- _What is needed_:
Only these lines of the data below are wanted: the one with "min_points as u32 + 2", the one with "pub fn found(&self)", and any lines between them, each repeated exactly.

- _Dataset entries_:
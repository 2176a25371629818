//! Per-frame confidence cascade.
//!
//! Each frame runs an ordered list of attempt strategies. A strategy names the
//! model tier, the region it looks at, and the gate that decides whether it
//! runs given the best result so far. Later attempts only replace the best
//! result when they strictly improve its quality score.

use image::RgbImage;

use super::detector::{DetectorSet, ModelTier};
use super::keypoint::Landmarks;
use super::preprocess::upscale;
use super::roi::Roi;
use crate::config::ExtractorConfig;

#[derive(Debug, Clone, Copy, PartialEq, Eq)]
pub enum Region {
    /// Tracked region from the previous frame
    Roi,
    /// Whole, uncropped frame
    Full,
}

#[derive(Debug, Clone, Copy, PartialEq, Eq)]
pub enum Gate {
    Always,
    /// Runs while the best result is weak
    Weak,
    /// Runs only while nothing has been found
    Empty,
}

#[derive(Debug, Clone, Copy, PartialEq, Eq)]
pub struct AttemptStrategy {
    pub tier: ModelTier,
    pub region: Region,
    pub gate: Gate,
}

impl AttemptStrategy {
    const fn new(tier: ModelTier, region: Region, gate: Gate) -> Self {
        Self { tier, region, gate }
    }
}

/// Plan used while a tracked ROI is available.
pub const TRACKED_PLAN: [AttemptStrategy; 4] = [
    AttemptStrategy::new(ModelTier::Primary, Region::Roi, Gate::Always),
    AttemptStrategy::new(ModelTier::Primary, Region::Full, Gate::Weak),
    AttemptStrategy::new(ModelTier::Secondary, Region::Full, Gate::Weak),
    AttemptStrategy::new(ModelTier::Relaxed, Region::Full, Gate::Empty),
];

/// Plan used for a full-frame search (no ROI, or ROI dropped after misses).
pub const SEARCH_PLAN: [AttemptStrategy; 3] = [
    AttemptStrategy::new(ModelTier::Primary, Region::Full, Gate::Always),
    AttemptStrategy::new(ModelTier::Secondary, Region::Full, Gate::Weak),
    AttemptStrategy::new(ModelTier::Relaxed, Region::Full, Gate::Empty),
];

/// A scored pose.
#[derive(Debug, Clone, PartialEq)]
pub struct Candidate {
    pub landmarks: Landmarks,
    pub quality: u32,
}

impl Candidate {
    pub fn none() -> Self {
        Self {
            landmarks: Landmarks::empty(),
            quality: 0,
        }
    }

    pub fn scored(landmarks: Landmarks) -> Self {
        let quality = landmarks.quality();
        Self { landmarks, quality }
    }

    /// Too few points, or quality below `min_points + 2`.
    pub fn is_weak(&self, min_points: usize) -> bool {
        self.landmarks.is_empty()
            || self.landmarks.count() < min_points
            || self.quality < min_points as u32 + 2
    }
}

impl Gate {
    pub fn admits(&self, best: &Candidate, min_points: usize) -> bool {
        match self {
            Gate::Always => true,
            Gate::Weak => best.is_weak(min_points),
            Gate::Empty => best.quality == 0,
        }
    }
}

#[derive(Debug, Clone, PartialEq)]
pub struct AttemptRecord {
    pub strategy: AttemptStrategy,
    pub quality: u32,
    pub failed: bool,
}

#[derive(Debug, Clone)]
pub struct CascadeOutcome {
    pub best: Candidate,
    /// Quality of the first attempt in the plan
    pub initial_quality: u32,
    pub selected: Option<AttemptStrategy>,
    pub attempts: Vec<AttemptRecord>,
}

impl CascadeOutcome {
    pub fn found(&self) -> bool {
        !self.best.landmarks.is_empty()
    }

    pub fn used_fallback(&self) -> bool {
        self.attempts.len() > 1
    }
}

fn run_attempt(
    strategy: &AttemptStrategy,
    frame: &RgbImage,
    roi: Option<&Roi>,
    detectors: &mut DetectorSet<'_>,
    config: &ExtractorConfig,
) -> (Candidate, bool) {
    let region = match (strategy.region, roi) {
        (Region::Roi, Some(roi)) => *roi,
        _ => Roi::full(frame.width(), frame.height()),
    };
    let input = if region.is_full() {
        upscale(frame, config.upscale)
    } else {
        upscale(&region.crop(frame), config.upscale)
    };

    match detectors.get(strategy.tier).detect(&input) {
        Ok(Some(local)) => (Candidate::scored(region.remap(&local)), false),
        Ok(None) => (Candidate::none(), false),
        Err(e) => {
            tracing::warn!(tier = strategy.tier.as_str(), "landmark inference failed: {:#}", e);
            (Candidate::none(), true)
        }
    }
}

/// Runs `plan` over one frame and keeps the best-scoring pose.
pub fn run_plan(
    plan: &[AttemptStrategy],
    frame: &RgbImage,
    roi: Option<&Roi>,
    detectors: &mut DetectorSet<'_>,
    config: &ExtractorConfig,
) -> CascadeOutcome {
    let start = CascadeOutcome {
        best: Candidate::none(),
        initial_quality: 0,
        selected: None,
        attempts: Vec::with_capacity(plan.len()),
    };

    plan.iter().fold(start, |mut outcome, strategy| {
        let first = outcome.attempts.is_empty();
        if !first && !strategy.gate.admits(&outcome.best, config.min_points) {
            return outcome;
        }

        let (candidate, failed) = run_attempt(strategy, frame, roi, detectors, config);
        outcome.attempts.push(AttemptRecord {
            strategy: *strategy,
            quality: candidate.quality,
            failed,
        });
        if first {
            outcome.initial_quality = candidate.quality;
        }
        if candidate.quality > outcome.best.quality {
            outcome.best = candidate;
            outcome.selected = Some(*strategy);
        }
        outcome
    })
}

/// Picks the plan for the tracking state and runs it.
pub fn run_cascade(
    frame: &RgbImage,
    roi: Option<&Roi>,
    detectors: &mut DetectorSet<'_>,
    config: &ExtractorConfig,
) -> CascadeOutcome {
    match roi {
        Some(_) => run_plan(&TRACKED_PLAN, frame, roi, detectors, config),
        None => run_plan(&SEARCH_PLAN, frame, None, detectors, config),
    }
}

- _Response_:
            || self.quality < min_points as u32 + 2
    }
}

impl Gate {
    pub fn admits(&self, best: &Candidate, min_points: usize) -> bool {
        match self {
            Gate::Always => true,
            Gate::Weak => best.is_weak(min_points),
            Gate::Empty => best.quality == 0,
        }
    }
}

#[derive(Debug, Clone, PartialEq)]
pub struct AttemptRecord {
    pub strategy: AttemptStrategy,
    pub quality: u32,
    pub failed: bool,
}

#[derive(Debug, Clone)]
pub struct CascadeOutcome {
    pub best: Candidate,
    /// Quality of the first attempt in the plan
    pub initial_quality: u32,
    pub selected: Option<AttemptStrategy>,
    pub attempts: Vec<AttemptRecord>,
}

impl CascadeOutcome {
    pub fn found(&self) -> bool {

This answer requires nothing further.